I can't give away more of the plot without spoiling your fun. At first, the town seems to fulfill the boys' every fantasy. And then it doesn't. What follows is a good hour's worth of some of the most disturbing, degrading and depressing scenes of simulated torture this side of Abu Grhaib. Knives, scalpels, garden sheers, hatchets, mallets, power drills and blowtorches are taken to quivering human flesh. Severed body parts spill from the screen in a satanic cornucopia. The film is the farthest thing from a PG-13 snooze-fest that you can stomach and still keep down your popcorn. It wallows in good old-fashioned latex prosthetics and splashes around in Karo corn syrup mixed with red food coloring. It drains the last ounces of hope and optimism from your soul. It does provide catharsis of sorts, but it’s the hollow, hopeless catharsis of the cow who escapes the slaughterhouse and then wonders what the hell is left for him that’s better than becoming hamburger.
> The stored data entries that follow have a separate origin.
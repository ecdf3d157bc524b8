use anyhow::Context;
use std::env::VarError;

pub use pipeline_entrypoint::Environment;

/// Variable holding the name of the table analysis records are written to
const ANALYSIS_RESULTS_TABLE_VAR: &str = "DYNAMODB_TABLE";

/// Table used when [ANALYSIS_RESULTS_TABLE_VAR] is not set
pub const DEFAULT_ANALYSIS_RESULTS_TABLE: &str = "ImageAnalysisResults";

#[derive(Debug, Clone)]
pub struct Config {
    /// The dynamodb table analysis records are written to
    pub analysis_results_table: String,

    /// The environment we are in
    pub environment: Environment,
}

impl Config {
    pub fn from_env() -> anyhow::Result<Self> {
        Self::from_lookup(|name| std::env::var(name), Environment::new_or_prod())
    }

    fn from_lookup<F>(lookup: F, environment: Environment) -> anyhow::Result<Self>
    where
        F: Fn(&str) -> Result<String, VarError>,
    {
        let analysis_results_table = match lookup(ANALYSIS_RESULTS_TABLE_VAR) {
            Ok(table) => table,
            Err(VarError::NotPresent) => DEFAULT_ANALYSIS_RESULTS_TABLE.to_string(),
            Err(e) => return Err(e).context("DYNAMODB_TABLE must be valid unicode"),
        };

        Ok(Config {
            analysis_results_table,
            environment,
        })
    }
}

#[cfg(test)]
mod tests {
    use super::*;

    #[test]
    fn falls_back_to_default_table() {
        let config =
            Config::from_lookup(|_| Err(VarError::NotPresent), Environment::Local).unwrap();
        assert_eq!(config.analysis_results_table, "ImageAnalysisResults");
    }

    #[test]
    fn reads_table_from_env() {
        let config = Config::from_lookup(
            |name| match name {
                "DYNAMODB_TABLE" => Ok("LabelsDev".to_string()),
                _ => Err(VarError::NotPresent),
            },
            Environment::Develop,
        )
        .unwrap();
        assert_eq!(config.analysis_results_table, "LabelsDev");
        assert_eq!(config.environment, Environment::Develop);
    }

    #[test]
    fn rejects_non_unicode_table() {
        let result = Config::from_lookup(
            |_| Err(VarError::NotUnicode("\u{FFFD}".into())),
            Environment::Production,
        );
        assert!(result.is_err());
    }
}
What’s impressive here is that Roth avoids the common horror-film mistake of trading in torture and murder for 90 minutes and then trying to pussy out with some bullshit twist ending or cheap rim-shot to let you know it was all just a sick joke. There’s a lot of frat-boy humor, don’t get me wrong. But the trials of these characters linger. Their choices really do become matters of life and death. The film is structured as the classic hero’s journey into the Underworld, and it doesn’t skirt or avoid the consequences of the hero’s hubris. It also exploits the classic slasher film convention, established most famously in Texas Chainsaw Massacre, of the city-dweller’s primal fear of inbred murderous hillbillies— only this time the yokels speak with Transylvanian accents.

Does Roth still have some growing up to do? Most assuredly. He’s not the subtlest of filmmakers. Large portions of this picture still look like amateur hour, and the acting is only marginally better than that of the stiffs who mugged their way through Cabin Fever. The script also resorts to woeful contrivance in the third act just to milk a few cheers from the audience. You can often sense the adolescent mind at work.

But most encouragingly, Hostel sticks to its admittedly nihilistic world-view all the way to the bitter end. Within the conventions of the genre, the film is more daring and inventive than anything Rob Zombie has been able to conjure from his bag of tricks— a shocking turn of events when you consider how hopeless Roth looked after his first film. If intelligent but morally depraved and hideously disgusting slasher flicks are your cuppa tea, then knock yourself out. It’s a lot more fun than Memoirs of a Geisha, I can tell you that.